I detail below the context quickly described previously.

  • Abstraction package:
public interface IPoco
{
     public static abstract IPoco CreateInstance();
}
  • UserManagement package (depends on Abstraction). It defines the IUserInfo family:
public interface IUserInfo : IPoco
{
     public string Name { get; set; }
}
  • UserHasColor package (depends on UserManagement):
public interface IUserWithColor : IUserInfo
{
     public string Name { get; set; }
}
  • UserHasFirstName package (also depends on UserManagement but doesn't know UserWithColor at all):
namespace UserHasFirstName;
public interface IUserInfo : UserManagement.IUserInfo
{
     public string FirstName { get; set; }
}
  • In AcmeCorp users must have a color and a first name: the project depends on UserHasColor and
    UserHasFirstName.
    The "Post Code Generation" generates an implementation that unifies the family (there is much more automatic code of
    course in real life, for instance non nullable fields, collections, etc. are recursively initialized):
public sealed class IUserInfo_CK: UserManagement.IUserInfo, UserHasColr.IUserWithColor, UserHasFirstName.IUserInfo
{
  public string Name {get;set;}
  public int Color {get;set;} 
  public string FirstName {get;set;} 
}

This (awful) class is out of reach from any user code.

Any code, in any package, can always safely require the IPocoFactory<IUserInfo>, or IPocoFactory<IUserWithColor> or any member of the family that is known at its level from the DI (the generated factory implementation is a singleton that works for all the members of the family):

var uInfo = services.GetRequiredService<IPocoFactory<IUserWithColor>>().Create();
// or from the PocoDirectory.
var uInfo = services.GetRequiredService<PocoDirectory>().Create<IUserWithColor>();

The developper focuses on its Poco, there is absolutely no boilerplate. This example introduces only 2 family members. In practice much more refinements extensions exist.

That being said, back to your interrogation:

The IFactory<T> would be needed in the user code, and repeated for each member of the family (can we call it "TSelf pollution"?).
Each typed CreateInstance() would have to be generated (this is easlity doable) but today, only one exposed generic
methods is required that simply casts the object in T : where T : class, IPoco.

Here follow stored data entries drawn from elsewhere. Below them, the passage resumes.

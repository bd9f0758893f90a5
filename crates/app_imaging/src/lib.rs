//! Lumen imaging pipeline
//!
//! Turns file paths into decoded, displayable composites:
//! - Format classification and decoder dispatch (raster, native float, SVG)
//! - Path-keyed cache with at-most-once decoding per path
//! - Low-priority background preloading of neighbours
//! - Windowed eviction that never disposes the image on screen
//! - Persisted decode-time statistics

pub mod cancel;
pub mod codec;
pub mod composite;
pub mod error;
pub mod estimator;
pub mod exif;
pub mod format;
pub mod loader;
pub mod native;
pub mod pool;
pub mod registry;

pub use cancel::CancelToken;
pub use composite::{Composite, LoadState, Payload, RasterImage, VectorDrawing};
pub use error::{DecodeError, EstimatorError, ImagingError, NativeError, PoolError};
pub use estimator::LoadTimeEstimator;
pub use crate::exif::ExifInfo;
pub use format::ImageFormat;
pub use loader::{ImageLoader, LoaderStats};
pub use native::{NativeCodec, NativeKind};
pub use pool::PreloadPool;
pub use registry::{DecoderRegistry, NativeLibraries};

use app_fs::UniversalPath;
use std::path::PathBuf;
use std::sync::Arc;

/// Where decode-time statistics live
#[derive(Debug, Clone, Default, PartialEq, Eq)]
pub enum StatisticsStore {
    /// `load_time_data.json` in the per-user data directory
    #[default]
    UserData,
    File(PathBuf),
    InMemory,
}

impl StatisticsStore {
    fn open(&self) -> LoadTimeEstimator {
        match self {
            StatisticsStore::UserData => LoadTimeEstimator::open_default(),
            StatisticsStore::File(path) => LoadTimeEstimator::open(path.clone()),
            StatisticsStore::InMemory => LoadTimeEstimator::in_memory(),
        }
    }
}

/// Construction options for [`Imaging`]
#[derive(Debug, Clone)]
pub struct ImagingOptions {
    pub preload_workers: usize,
    pub preload_queue_capacity: usize,
    /// Searched before the install locations for native decoder libraries
    pub native_library_dirs: Vec<PathBuf>,
    pub statistics: StatisticsStore,
}

impl Default for ImagingOptions {
    fn default() -> Self {
        Self {
            preload_workers: 2,
            preload_queue_capacity: 32,
            native_library_dirs: Vec::new(),
            statistics: StatisticsStore::UserData,
        }
    }
}

/// Owned entry point to the pipeline: one loader plus its statistics
pub struct Imaging {
    loader: ImageLoader,
    estimator: Arc<LoadTimeEstimator>,
}

impl Imaging {
    /// Build the pipeline, discovering native decoder libraries
    pub fn new(options: ImagingOptions) -> Result<Self, ImagingError> {
        let natives = NativeLibraries::discover(&options.native_library_dirs);
        Self::with_natives(options, natives)
    }

    /// Build the pipeline with explicitly provided native codecs
    pub fn with_natives(options: ImagingOptions, natives: NativeLibraries) -> Result<Self, ImagingError> {
        let estimator = Arc::new(options.statistics.open());
        let pool = PreloadPool::new(options.preload_workers, options.preload_queue_capacity)?;
        let loader = ImageLoader::new(DecoderRegistry::standard(natives), Arc::clone(&estimator), pool);

        tracing::info!(
            "Imaging initialized ({} preload workers, queue {})",
            options.preload_workers.max(1),
            options.preload_queue_capacity.max(1)
        );

        Ok(Self { loader, estimator })
    }

    /// Load (or attach to the load of) `path` and make it current.
    ///
    /// Missing files are a caller error; undecodable files are not and come
    /// back as an empty composite.
    pub fn get_image(&self, path: &UniversalPath) -> Result<Arc<Composite>, ImagingError> {
        if !path.exists() {
            return Err(ImagingError::NotFound(path.to_string()));
        }
        if !path.is_file() {
            return Err(ImagingError::NotAFile(path.to_string()));
        }

        Ok(self.loader.get_image(path))
    }

    pub fn preload(&self, paths: &[UniversalPath]) {
        self.loader.preload_adjacent(paths);
    }

    pub fn cleanup(&self, keep: &[UniversalPath]) {
        self.loader.cleanup(keep);
    }

    /// Expected decode time for `path` in ms; 0 when unknown
    pub fn estimate(&self, path: &UniversalPath) -> f64 {
        let size = std::fs::metadata(path.as_path()).map(|m| m.len()).unwrap_or(0);
        self.estimator.estimate(ImageFormat::from_path(path.as_path()), size)
    }

    pub fn loader(&self) -> &ImageLoader {
        &self.loader
    }

    pub fn estimator(&self) -> &LoadTimeEstimator {
        &self.estimator
    }

    /// Persist statistics, then dispose every cached composite
    pub fn save_and_dispose(&self) {
        self.estimator.save_logged();
        self.loader.dispose_all();
    }
}

impl std::fmt::Debug for Imaging {
    fn fmt(&self, f: &mut std::fmt::Formatter<'_>) -> std::fmt::Result {
        f.debug_struct("Imaging").field("loader", &self.loader).finish()
    }
}

#[cfg(test)]
mod tests {
    use super::*;
    use image::{Rgba, RgbaImage};
    use tempfile::TempDir;

    fn imaging(stats: &std::path::Path) -> Imaging {
        let options = ImagingOptions {
            statistics: StatisticsStore::File(stats.to_path_buf()),
            ..Default::default()
        };
        Imaging::with_natives(options, NativeLibraries::none()).unwrap()
    }

    #[test]
    fn test_missing_file_is_error() {
        let dir = TempDir::new().unwrap();
        let imaging = imaging(&dir.path().join("stats.json"));

        let result = imaging.get_image(&UniversalPath::new(dir.path().join("nope.png")));
        assert!(matches!(result, Err(ImagingError::NotFound(_))));

        let result = imaging.get_image(&UniversalPath::new(dir.path()));
        assert!(matches!(result, Err(ImagingError::NotAFile(_))));
    }

    #[test]
    fn test_estimate_after_load_and_save() {
        let dir = TempDir::new().unwrap();
        let stats = dir.path().join("stats.json");
        let path = dir.path().join("a.png");
        RgbaImage::from_pixel(8, 8, Rgba([0, 0, 0, 255])).save(&path).unwrap();
        let a = UniversalPath::new(&path);

        let imaging = imaging(&stats);
        assert_eq!(imaging.estimate(&a), 0.0);

        let composite = imaging.get_image(&a).unwrap();
        assert_eq!(composite.state(), LoadState::Complete);
        assert!(imaging.estimate(&a) > 0.0 || composite.elapsed_ms() == 0.0);

        imaging.save_and_dispose();
        assert!(composite.is_disposed());
        assert!(stats.exists());

        let reopened = LoadTimeEstimator::open(&stats);
        assert_eq!(reopened.sample_count(ImageFormat::Png, composite.file_size()), 1);
    }
}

I totally understand your concern. Note that I'v always considered the design I propose as a low level, advanced, feature. This is why I exposed the thread safe "combiner" as the only API: this is not inteded to be used by mundane developers but by architects/lead devs who understand what they do :). In my mind, this would have been used by the infrastructure of a code base (just like I do), not by everyone (how much Dapper users configure the SqlMapper mapping capabilities?).